Saindo das especulações e partindo para uma análise de características já citadas do jogo e de algumas palavras do diretor Enric Alvarez e do produtor Dave Cox, é possível estabelecer os motivos de Lords Of Shadow 2 ser o jogo que é. Independente da versão do funcionário anônimo ou não, Kojima teve presença no primeiro jogo, e em Mirror Of Fate e no Lords Of Shadow 2 não. Dave Cox afirmou à revista Play que “Kojima juntou-se no primeiro jogo para nos ajudar a dar um perfil que não conseguiríamos de outra forma, e depois de lançado, a equipe poderia seguir por conta própria”. Quando me deparo com essa frase, só me vem a mente que a Konami se tornou dependente do Kojima em grandes lançamentos, pois Metal Gear se manteve até 2015, Castlevania teve seu auxílio no primeiro Lords Of Shadow e Silent Hill só voltou aos holofotes por conta do P.T (Playable Teaser) e – adivinha – teve a participação de Kojima. Lords Of Shadow 2 foi uma ação da Konami sem Kojima, que se soma a vários equívocos que a empresa cometeu nos últimos anos.
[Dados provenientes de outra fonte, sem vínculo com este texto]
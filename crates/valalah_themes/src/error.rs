//! # Theme Error Types

use thiserror::Error;
use valalah_core::EffectError;

/// Errors raised while selecting or building a theme.
#[derive(Error, Debug, Clone, PartialEq, Eq)]
pub enum ThemeError {
    /// No theme goes by this name.
    #[error("unknown theme: {0}")]
    UnknownTheme(String),

    /// The theme's configuration was rejected.
    #[error("theme configuration: {0}")]
    Config(#[from] EffectError),
}

/// Result type for theme operations.
pub type ThemeResult<T> = Result<T, ThemeError>;

impl From<toml::de::Error> for ThemeError {
    fn from(err: toml::de::Error) -> Self {
        Self::Config(EffectError::from(err))
    }
}
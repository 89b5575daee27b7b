//! # Theme Overrides
//!
//! Site operators can tune the built-in presets from a TOML file without
//! touching code. Every key is optional; anything left out keeps its preset
//! value.
//!
//! ```toml
//! [winter]
//! capacity = 50
//! lifetime_s = [6.0, 9.0]
//!
//! [easter]
//! sound_volume = 0.0
//!
//! [summer]
//! max_trail_length = 25
//! ```

use serde::{Deserialize, Serialize};
use valalah_core::{ControllerConfig, TrailConfig, Variant};

use crate::error::{ThemeError, ThemeResult};
use crate::kind::ThemeKind;
use crate::presets;

/// Optional changes to a falling theme.
#[derive(Clone, Debug, Default, PartialEq, Serialize, Deserialize)]
#[serde(deny_unknown_fields)]
pub struct ControllerPatch {
    /// Wide-viewport capacity.
    pub capacity: Option<usize>,
    /// Narrow-viewport capacity.
    pub narrow_capacity: Option<usize>,
    /// Steady spawn interval.
    pub spawn_interval_ms: Option<u64>,
    /// Lifetime interval in seconds.
    pub lifetime_s: Option<[f32; 2]>,
    /// Secondary animation interval in seconds.
    pub sway_s: Option<[f32; 2]>,
    /// Start-up burst size.
    pub burst_size: Option<usize>,
    /// Gap between burst spawns.
    pub burst_stagger_ms: Option<u64>,
    /// Replacement variants.
    pub variants: Option<Vec<Variant>>,
    /// Activation sound volume. Zero turns the sound off.
    pub sound_volume: Option<f32>,
}

impl ControllerPatch {
    /// Applies every present key to `config`.
    pub fn apply(&self, config: &mut ControllerConfig) {
        if let Some(capacity) = self.capacity {
            config.capacity = capacity;
        }
        if let Some(narrow) = self.narrow_capacity {
            config.narrow_capacity = narrow;
        }
        if let Some(interval) = self.spawn_interval_ms {
            config.spawn_interval_ms = interval;
        }
        if let Some(lifetime) = self.lifetime_s {
            config.lifetime_s = lifetime;
        }
        if let Some(sway) = self.sway_s {
            config.sway_s = Some(sway);
        }
        if let Some(burst) = self.burst_size {
            config.burst_size = burst;
        }
        if let Some(stagger) = self.burst_stagger_ms {
            config.burst_stagger_ms = stagger;
        }
        if let Some(variants) = &self.variants {
            config.variants.clone_from(variants);
        }
        if let Some(volume) = self.sound_volume {
            if let Some(interaction) = config.interaction.as_mut() {
                if volume <= 0.0 {
                    interaction.sound = None;
                } else if let Some(sound) = interaction.sound.as_mut() {
                    sound.volume = volume;
                }
            }
        }
    }
}

/// Optional changes to the summer glow.
#[derive(Clone, Debug, Default, PartialEq, Serialize, Deserialize)]
#[serde(deny_unknown_fields)]
pub struct TrailPatch {
    /// Trail length.
    pub max_trail_length: Option<usize>,
    /// Fade time of evicted segments.
    pub fade_ms: Option<u64>,
    /// Sparkle emitter period.
    pub sparkle_interval_ms: Option<u64>,
    /// Sparkle odds per tick.
    pub sparkle_chance: Option<f32>,
    /// Sparkle lifetime.
    pub sparkle_lifetime_ms: Option<u64>,
}

impl TrailPatch {
    /// Applies every present key to `config`.
    pub fn apply(&self, config: &mut TrailConfig) {
        if let Some(length) = self.max_trail_length {
            config.max_trail_length = length;
        }
        if let Some(fade) = self.fade_ms {
            config.fade_ms = fade;
        }
        if let Some(interval) = self.sparkle_interval_ms {
            config.sparkle_interval_ms = interval;
        }
        if let Some(chance) = self.sparkle_chance {
            config.sparkle_chance = chance;
        }
        if let Some(lifetime) = self.sparkle_lifetime_ms {
            config.sparkle_lifetime_ms = lifetime;
        }
    }
}

/// A themes file: one optional table per theme.
#[derive(Clone, Debug, Default, PartialEq, Serialize, Deserialize)]
#[serde(deny_unknown_fields)]
pub struct ThemeOverrides {
    /// `[autumn]`
    #[serde(default)]
    pub autumn: Option<ControllerPatch>,
    /// `[winter]`
    #[serde(default)]
    pub winter: Option<ControllerPatch>,
    /// `[easter]`
    #[serde(default)]
    pub easter: Option<ControllerPatch>,
    /// `[summer]`
    #[serde(default)]
    pub summer: Option<TrailPatch>,
}

impl ThemeOverrides {
    /// No overrides: every theme runs its preset.
    #[must_use]
    pub fn none() -> Self {
        Self::default()
    }

    /// Parses a themes file and checks every resulting config.
    ///
    /// # Errors
    ///
    /// Returns [`ThemeError::Config`] for malformed TOML, unknown keys, or
    /// values the controllers would reject.
    pub fn from_toml_str(source: &str) -> ThemeResult<Self> {
        let overrides: Self = toml::from_str(source)?;
        for kind in ThemeKind::ALL {
            if kind.is_continuous() {
                overrides.trail_config()?;
            } else {
                overrides.controller_config(kind)?;
            }
        }
        Ok(overrides)
    }

    /// The preset for `kind` with its patch applied, validated.
    ///
    /// # Errors
    ///
    /// Returns [`ThemeError::UnknownTheme`] for summer (not a falling theme)
    /// and [`ThemeError::Config`] for invalid values.
    pub fn controller_config(&self, kind: ThemeKind) -> ThemeResult<ControllerConfig> {
        let mut config =
            presets::falling(kind).ok_or_else(|| ThemeError::UnknownTheme(kind.to_string()))?;
        let patch = match kind {
            ThemeKind::Autumn => self.autumn.as_ref(),
            ThemeKind::Winter => self.winter.as_ref(),
            ThemeKind::Easter => self.easter.as_ref(),
            ThemeKind::Summer => None,
        };
        if let Some(patch) = patch {
            patch.apply(&mut config);
        }
        config.validate()?;
        Ok(config)
    }

    /// The summer preset with its patch applied, validated.
    ///
    /// # Errors
    ///
    /// Returns [`ThemeError::Config`] for invalid values.
    pub fn trail_config(&self) -> ThemeResult<TrailConfig> {
        let mut config = presets::summer::config();
        if let Some(patch) = &self.summer {
            patch.apply(&mut config);
        }
        config.validate()?;
        Ok(config)
    }
}

#[cfg(test)]
mod tests {
    use super::*;
    use valalah_core::EffectError;

    #[test]
    fn test_empty_file_keeps_presets() {
        let overrides = ThemeOverrides::from_toml_str("").unwrap();
        assert_eq!(overrides, ThemeOverrides::none());
        assert_eq!(
            overrides.controller_config(ThemeKind::Winter).unwrap(),
            presets::winter::config()
        );
    }

    #[test]
    fn test_patch_applies() {
        let overrides = ThemeOverrides::from_toml_str(
            r#"
            [winter]
            capacity = 50
            lifetime_s = [6.0, 9.0]

            [summer]
            max_trail_length = 25
            sparkle_chance = 0.5
            "#,
        )
        .unwrap();

        let winter = overrides.controller_config(ThemeKind::Winter).unwrap();
        assert_eq!(winter.capacity, 50);
        assert_eq!(winter.narrow_capacity, 15);
        assert_eq!(winter.lifetime_s, [6.0, 9.0]);

        let summer = overrides.trail_config().unwrap();
        assert_eq!(summer.max_trail_length, 25);
        assert!((summer.sparkle_chance - 0.5).abs() < f32::EPSILON);
    }

    #[test]
    fn test_zero_volume_mutes_easter() {
        let overrides = ThemeOverrides::from_toml_str("[easter]\nsound_volume = 0.0\n").unwrap();
        let easter = overrides.controller_config(ThemeKind::Easter).unwrap();
        assert!(easter.interaction.unwrap().sound.is_none());
    }

    #[test]
    fn test_invalid_patch_rejected() {
        let err = ThemeOverrides::from_toml_str("[autumn]\ncapacity = 0\n").unwrap_err();
        assert!(matches!(err, ThemeError::Config(EffectError::InvalidConfig(_))));
    }

    #[test]
    fn test_out_of_range_patch_rejected() {
        let err = ThemeOverrides::from_toml_str("[winter]\nlifetime_s = [1e30, 1e30]\n").unwrap_err();
        assert!(matches!(err, ThemeError::Config(EffectError::InvalidConfig(_))));

        let err = ThemeOverrides::from_toml_str("[summer]\nmax_trail_length = 1000000\n").unwrap_err();
        assert!(matches!(err, ThemeError::Config(EffectError::InvalidConfig(_))));
    }

    #[test]
    fn test_unknown_key_rejected() {
        let err = ThemeOverrides::from_toml_str("[winter]\nflakes = 3\n").unwrap_err();
        assert!(matches!(err, ThemeError::Config(EffectError::ConfigParse(_))));
    }

    #[test]
    fn test_summer_has_no_controller_config() {
        assert!(ThemeOverrides::none().controller_config(ThemeKind::Summer).is_err());
    }
}
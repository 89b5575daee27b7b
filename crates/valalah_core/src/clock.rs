//! # Scheduling
//!
//! Controllers never touch wall-clock time. They arm timers through a
//! [`Scheduler`] and receive a [`Wakeup`] back through [`Dispatch`] when the
//! timer fires.
//!
//! ```text
//! Controller ── after/every/next_frame ──► Scheduler
//!     ▲                                         │
//!     └──────────── dispatch(Wakeup) ◄──────────┘
//! ```
//!
//! In the browser the scheduler wraps `setTimeout`, `setInterval` and
//! `requestAnimationFrame`. In tests it is a [`SimulatedScheduler`] whose
//! clock only moves when told to.

use std::cmp::Ordering;
use std::collections::{BinaryHeap, HashMap};
use std::time::Duration;

use crate::entity::EntityId;
use crate::ephemeral::EphemeralId;

/// Handle to an armed timer. Cancelling a handle that already fired is a no-op.
#[derive(Clone, Copy, Debug, PartialEq, Eq, Hash, PartialOrd, Ord)]
pub struct TimerHandle(u64);

impl TimerHandle {
    /// Creates a handle from a scheduler-assigned number.
    #[inline]
    #[must_use]
    pub const fn new(raw: u64) -> Self {
        Self(raw)
    }

    /// Returns the scheduler-assigned number.
    #[inline]
    #[must_use]
    pub const fn raw(self) -> u64 {
        self.0
    }
}

/// What a fired timer asks its controller to do.
#[derive(Clone, Copy, Debug, PartialEq, Eq, Hash)]
pub enum Wakeup {
    /// One staggered spawn of the start-up burst.
    Burst,
    /// Steady-state spawn attempt.
    SpawnTick,
    /// An entity's lifetime ran out.
    Expire(EntityId),
    /// A dismissed entity's removal animation finished.
    Dismissed(EntityId),
    /// An uncounted decoration reached its end.
    DropEphemeral(EphemeralId),
    /// Animation frame.
    Frame,
    /// Sparkle emitter tick.
    SparkleTick,
}

/// Timer source used by the controllers.
pub trait Scheduler {
    /// Time since the scheduler's epoch.
    fn now(&self) -> Duration;

    /// Fires `wakeup` once, `delay` from now.
    fn after(&mut self, delay: Duration, wakeup: Wakeup) -> TimerHandle;

    /// Fires `wakeup` every `period` until cancelled.
    fn every(&mut self, period: Duration, wakeup: Wakeup) -> TimerHandle;

    /// Fires `wakeup` once, on the next animation frame.
    fn next_frame(&mut self, wakeup: Wakeup) -> TimerHandle;

    /// Disarms a timer. Unknown or already fired handles are ignored.
    fn cancel(&mut self, handle: TimerHandle);
}

/// Anything that reacts to fired timers.
pub trait Dispatch {
    /// Handles one fired timer.
    fn dispatch(&mut self, wakeup: Wakeup);
}

/// A dispatch target that owns its scheduler.
pub trait Driven: Dispatch {
    /// The scheduler type.
    type Clock: Scheduler;

    /// Shared access to the scheduler.
    fn clock(&self) -> &Self::Clock;

    /// Exclusive access to the scheduler.
    fn clock_mut(&mut self) -> &mut Self::Clock;
}

/// Moves a simulated target forward by `dt`, dispatching every timer that
/// comes due on the way, in deadline order. Returns the number dispatched.
pub fn advance<D>(target: &mut D, dt: Duration) -> usize
where
    D: Driven<Clock = SimulatedScheduler>,
{
    let until = target.clock().now() + dt;
    advance_to(target, until)
}

/// Like [`advance`], with an absolute deadline.
pub fn advance_to<D>(target: &mut D, until: Duration) -> usize
where
    D: Driven<Clock = SimulatedScheduler>,
{
    let mut fired = 0;
    while let Some(wakeup) = target.clock_mut().pop_due(until) {
        target.dispatch(wakeup);
        fired += 1;
    }
    target.clock_mut().settle(until);
    fired
}

/// A queued firing.
#[derive(Debug)]
struct Pending {
    deadline: Duration,
    /// Arming order, breaks deadline ties.
    seq: u64,
    handle: TimerHandle,
    wakeup: Wakeup,
}

impl PartialEq for Pending {
    fn eq(&self, other: &Self) -> bool {
        self.cmp(other) == Ordering::Equal
    }
}

impl Eq for Pending {}

impl PartialOrd for Pending {
    fn partial_cmp(&self, other: &Self) -> Option<Ordering> {
        Some(self.cmp(other))
    }
}

impl Ord for Pending {
    // Reversed: BinaryHeap is a max-heap, we want the earliest deadline on top.
    fn cmp(&self, other: &Self) -> Ordering {
        other
            .deadline
            .cmp(&self.deadline)
            .then_with(|| other.seq.cmp(&self.seq))
    }
}

/// Deterministic scheduler for tests and headless runs.
///
/// Time starts at zero and only moves through [`advance`]/[`advance_to`]
/// (or [`SimulatedScheduler::pop_due`] + [`SimulatedScheduler::settle`]).
/// Animation frames fire every `frame_period`.
#[derive(Debug)]
pub struct SimulatedScheduler {
    now: Duration,
    frame_period: Duration,
    next_handle: u64,
    next_seq: u64,
    queue: BinaryHeap<Pending>,
    /// Armed handles and their repeat period, if any.
    armed: HashMap<TimerHandle, Option<Duration>>,
}

impl SimulatedScheduler {
    /// ~60fps.
    pub const DEFAULT_FRAME_PERIOD: Duration = Duration::from_micros(16_667);

    /// Creates a scheduler at time zero.
    #[must_use]
    pub fn new() -> Self {
        Self::with_frame_period(Self::DEFAULT_FRAME_PERIOD)
    }

    /// Creates a scheduler with a custom animation frame period.
    #[must_use]
    pub fn with_frame_period(frame_period: Duration) -> Self {
        Self {
            now: Duration::ZERO,
            frame_period,
            next_handle: 1,
            next_seq: 0,
            queue: BinaryHeap::new(),
            armed: HashMap::new(),
        }
    }

    /// Number of armed timers (repeating timers count once).
    #[must_use]
    pub fn pending(&self) -> usize {
        self.armed.len()
    }

    /// Is this handle still armed?
    #[must_use]
    pub fn is_armed(&self, handle: TimerHandle) -> bool {
        self.armed.contains_key(&handle)
    }

    /// Earliest armed deadline, if any.
    #[must_use]
    pub fn next_deadline(&self) -> Option<Duration> {
        self.queue
            .iter()
            .filter(|p| self.armed.contains_key(&p.handle))
            .map(|p| p.deadline)
            .min()
    }

    /// Pops the next timer due at or before `until`, moving the clock to its
    /// deadline. Repeating timers are re-queued one period later.
    pub fn pop_due(&mut self, until: Duration) -> Option<Wakeup> {
        loop {
            let top = self.queue.peek()?;
            if top.deadline > until {
                return None;
            }
            let pending = self.queue.pop()?;

            // Cancelled timers stay queued until they surface here.
            let Some(repeat) = self.armed.get(&pending.handle).copied() else {
                continue;
            };

            self.now = self.now.max(pending.deadline);
            match repeat {
                Some(period) => {
                    let deadline = pending.deadline + period;
                    self.push(deadline, pending.handle, pending.wakeup);
                }
                None => {
                    self.armed.remove(&pending.handle);
                }
            }
            return Some(pending.wakeup);
        }
    }

    /// Moves the clock to `until` without firing anything.
    pub fn settle(&mut self, until: Duration) {
        self.now = self.now.max(until);
    }

    fn arm(&mut self, delay: Duration, repeat: Option<Duration>, wakeup: Wakeup) -> TimerHandle {
        let handle = TimerHandle::new(self.next_handle);
        self.next_handle += 1;
        self.armed.insert(handle, repeat);
        self.push(self.now + delay, handle, wakeup);
        handle
    }

    fn push(&mut self, deadline: Duration, handle: TimerHandle, wakeup: Wakeup) {
        let seq = self.next_seq;
        self.next_seq += 1;
        self.queue.push(Pending {
            deadline,
            seq,
            handle,
            wakeup,
        });
    }
}

impl Default for SimulatedScheduler {
    fn default() -> Self {
        Self::new()
    }
}

impl Scheduler for SimulatedScheduler {
    fn now(&self) -> Duration {
        self.now
    }

    fn after(&mut self, delay: Duration, wakeup: Wakeup) -> TimerHandle {
        self.arm(delay, None, wakeup)
    }

    fn every(&mut self, period: Duration, wakeup: Wakeup) -> TimerHandle {
        // A zero period would spin forever inside a single advance.
        let period = period.max(Duration::from_millis(1));
        self.arm(period, Some(period), wakeup)
    }

    fn next_frame(&mut self, wakeup: Wakeup) -> TimerHandle {
        self.arm(self.frame_period, None, wakeup)
    }

    fn cancel(&mut self, handle: TimerHandle) {
        self.armed.remove(&handle);
    }
}

#[cfg(test)]
mod tests {
    use super::*;

    /// Records everything it is woken with.
    struct Recorder {
        clock: SimulatedScheduler,
        seen: Vec<(Duration, Wakeup)>,
    }

    impl Dispatch for Recorder {
        fn dispatch(&mut self, wakeup: Wakeup) {
            self.seen.push((self.clock.now(), wakeup));
        }
    }

    impl Driven for Recorder {
        type Clock = SimulatedScheduler;

        fn clock(&self) -> &SimulatedScheduler {
            &self.clock
        }

        fn clock_mut(&mut self) -> &mut SimulatedScheduler {
            &mut self.clock
        }
    }

    fn recorder() -> Recorder {
        Recorder {
            clock: SimulatedScheduler::new(),
            seen: Vec::new(),
        }
    }

    #[test]
    fn test_fires_in_deadline_order() {
        let mut r = recorder();
        r.clock.after(Duration::from_millis(300), Wakeup::Frame);
        r.clock.after(Duration::from_millis(100), Wakeup::Burst);
        r.clock.after(Duration::from_millis(200), Wakeup::SpawnTick);

        assert_eq!(advance(&mut r, Duration::from_secs(1)), 3);
        let order: Vec<_> = r.seen.iter().map(|(_, w)| *w).collect();
        assert_eq!(order, vec![Wakeup::Burst, Wakeup::SpawnTick, Wakeup::Frame]);
        assert_eq!(r.seen[0].0, Duration::from_millis(100));
        assert_eq!(r.clock.now(), Duration::from_secs(1));
    }

    #[test]
    fn test_cancelled_timer_never_fires() {
        let mut r = recorder();
        let handle = r.clock.after(Duration::from_millis(50), Wakeup::Burst);
        r.clock.cancel(handle);

        assert_eq!(advance(&mut r, Duration::from_secs(1)), 0);
        assert_eq!(r.clock.pending(), 0);
        assert!(r.clock.next_deadline().is_none());
    }

    #[test]
    fn test_repeating_timer() {
        let mut r = recorder();
        let handle = r.clock.every(Duration::from_millis(100), Wakeup::SpawnTick);

        assert_eq!(advance(&mut r, Duration::from_millis(350)), 3);
        assert!(r.clock.is_armed(handle));

        r.clock.cancel(handle);
        assert_eq!(advance(&mut r, Duration::from_secs(5)), 0);
    }

    #[test]
    fn test_timer_not_due_stays_queued() {
        let mut r = recorder();
        r.clock.after(Duration::from_millis(500), Wakeup::Frame);

        assert_eq!(advance(&mut r, Duration::from_millis(499)), 0);
        assert_eq!(r.clock.next_deadline(), Some(Duration::from_millis(500)));
        assert_eq!(advance(&mut r, Duration::from_millis(1)), 1);
    }
}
A maior responsabilidade caiu para a empresa menos experiente, que no caso foi a MercurySteam. Enric Alvarez na entrevista de 2016 da Eurogamer foi enfático ao dizer que o Lords Of Shadow 2 sempre foi pensado como o último para eles. Pelas palavras de Alvarez, parece que ele realmente queria tirar essa responsabilidade logo. Ele afirmou que a MercurySteam não iria continuar pois “era a história que queria contar, e que precisa mudar para novos mundos, explorar novos personagens, novas histórias e novas jogadas”.
Depois de fracasso
Após o lançamento de Lords Of Shadow 2, a MercurySteam se comporta como uma desenvolvedora independente. Em setembro de 2017, lançou o Raiders Of The Broken Planet, que mistura ação de tiroteio com elementos furtivos e uns movimentos de luta do personagem. Dá para notar alguns elementos aproveitados de Castlevania. Mas o projeto mais chamativo foi a colaboração com a Nintendo para desenvolver o Metroid Samus Returns, o novo jogo da franquia em 2D, também lançado em setembro de 2017. Com certeza a realização do Mirror Of Fate atraiu a atenção da Nintendo.
Uma das maiores queixas de Enric Alvarez foi que as reclamações se basearam muito no stealth, que representa pouquíssimo tempo do jogo. Mas uma coisa é certa, quando gostamos de alguma coisa, a gente até esquece os pequenos detalhes, mas quando não gostamos, até os minúsculos detalhes aumentam de proporção. A minha relação com esses três jogos é curiosa, pois o desapontamento com Lords Of Shadow 2 me fez enxergar melhor algumas características do primeiro, diria até apreciá-las, observando uma certa autenticidade inclusive. O sentimento que fica, sobretudo pela atual situação da Konami, é a incerteza se a franquia Castlevania terá um futuro à altura de sua glória. O que resta é aguardarmos para assistir a segunda temporada da série da Netflix e jogar o Bloodstained, um projeto de Koji Igarashi, responsável por ótimos jogos de Castlevania, em especial o Symphony Of The Night. Vamos torcer para que sejam bons.